Après une longue éclipse, l’utopie est de retour – au moins dans les librairies. Inscrit en grandes lettres rouges sur le best-seller de l’essayiste néerlandais Rutger Bregman, le mot figure également dans le titre de l’ouvrage sur le postcapitalisme du sociologue américain Erik Olin Wright. Mais plus que ce mot, né au XVIe siècle sous la plume de Thomas More, ce sont les adjectifs qui l’accompagnent dans ces deux titres qui intriguent : Rutger Bregman plaide pour des utopies « réalistes », Erik Olin Wright pour des utopies « réelles ».
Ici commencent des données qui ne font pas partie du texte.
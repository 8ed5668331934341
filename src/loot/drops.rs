//! Drop tables, rarity upgrade, and kill-time bonus (§4.8).

use crate::catalog::items::{EquipmentSlot, ItemStats, Rarity, EQUIPMENT_SLOTS};
use crate::dungeon::chest::LootTier;
use crate::rng::SeededRng;

/// Kill-time bonus multiplier on drop chance and rarity-upgrade odds
/// (§4.7 step 14, §4.8).
pub fn kill_time_bonus(seconds_to_kill: f32) -> f32 {
    if seconds_to_kill < 30.0 {
        0.5
    } else if seconds_to_kill < 60.0 {
        0.25
    } else if seconds_to_kill < 90.0 {
        0.10
    } else {
        0.0
    }
}

#[derive(Debug, Clone, Copy)]
pub struct DropTableEntry {
    pub base_chance: f32,
    pub base_stats: ItemStats,
}

/// Roll one drop-table entry, applying the kill-time bonus to its drop
/// chance and rolling once for a rarity upgrade on a hit.
pub fn roll_drop(rng: &mut SeededRng, entry: DropTableEntry, kill_time_bonus_pct: f32) -> Option<(ItemStats, Rarity)> {
    let chance = entry.base_chance * (1.0 + kill_time_bonus_pct);
    if !rng.chance(chance.min(1.0)) {
        return None;
    }
    let mut rarity = Rarity::Common;
    let upgrade_chance = 0.15 * (1.0 + kill_time_bonus_pct);
    if rng.chance(upgrade_chance.min(1.0)) {
        rarity = rarity.upgrade();
    }
    Some((entry.base_stats, rarity))
}

/// Set-piece drop check: an independent roll per floor, doubled for
/// bosses/rares.
pub fn roll_set_drop(rng: &mut SeededRng, base_chance: f32, is_boss_or_rare: bool) -> bool {
    let chance = if is_boss_or_rare { base_chance * 2.0 } else { base_chance };
    rng.chance(chance.min(1.0))
}

/// Chest loot roll (§4.2 step 8): tier sets the base roll strength, floor
/// scales it further, and a flat 20% chance bumps the rarity one step.
pub fn roll_chest_loot(rng: &mut SeededRng, tier: LootTier, floor: u32) -> (ItemStats, Rarity, EquipmentSlot) {
    let slot = *rng.pick(&EQUIPMENT_SLOTS).unwrap();
    let tier_multiplier = match tier {
        LootTier::Common => 1.0,
        LootTier::Rare => 1.5,
        LootTier::Epic => 2.5,
    };
    let mut rarity = match tier {
        LootTier::Common => Rarity::Common,
        LootTier::Rare => Rarity::Rare,
        LootTier::Epic => Rarity::Epic,
    };
    if rng.chance(0.2) {
        rarity = rarity.upgrade();
    }
    let base = 6 + floor as i32 * 3;
    let scaled = (base as f32 * tier_multiplier * rarity.stat_multiplier()).round() as i32;
    let mut stats = ItemStats::default();
    match slot {
        EquipmentSlot::MainHand => stats.attack_power = scaled,
        EquipmentSlot::Trinket => stats.lifesteal = (scaled / 2).max(1),
        EquipmentSlot::Head | EquipmentSlot::Chest | EquipmentSlot::Legs => stats.max_health = scaled * 3,
        EquipmentSlot::Shoulders | EquipmentSlot::Hands | EquipmentSlot::Feet => stats.armor = scaled,
    }
    (stats, rarity, slot)
}

#[cfg(test)]
mod tests {
    use super::*;

    #[test]
    fn kill_time_bonus_matches_scenario_thresholds() {
        assert_eq!(kill_time_bonus(10.0), 0.5);
        assert_eq!(kill_time_bonus(45.0), 0.25);
        assert_eq!(kill_time_bonus(80.0), 0.10);
        assert_eq!(kill_time_bonus(200.0), 0.0);
    }

    #[test]
    fn set_drop_doubles_for_boss_or_rare() {
        let mut rng = SeededRng::from_seed_str("drop-test");
        // Can't assert exact outcome deterministically across rand
        // versions beyond determinism-with-self; just check it runs.
        let _ = roll_set_drop(&mut rng, 0.05, true);
    }

    #[test]
    fn epic_tier_chest_outscales_common_tier() {
        let mut rng = SeededRng::from_seed_str("chest-test");
        let (common_stats, _, _) = roll_chest_loot(&mut rng, LootTier::Common, 1);
        let (epic_stats, _, _) = roll_chest_loot(&mut rng, LootTier::Epic, 1);
        let power = |s: &ItemStats| s.attack_power + s.armor + s.max_health + s.lifesteal;
        assert!(power(&epic_stats) > power(&common_stats));
    }
}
Dans les milieux alternatifs, ce sont les utopies « concrètes » qui sont en vogue. En septembre, la ville de Paris a ainsi accueilli le quatrième festival de ces expériences « qui préparent l’avenir ». Actions « zéro déchets », coopératives d’énergies renouvelables, villes sans voitures, emplois d’utilité sociale : « Pendant que certains politiques délirent sur les Gaulois ou les dynasties royales », raille le magazine Basta !, les citoyens inventent des « utopies concrètes » destinées à résister aux « secousses économiques, sociales et environnementales ».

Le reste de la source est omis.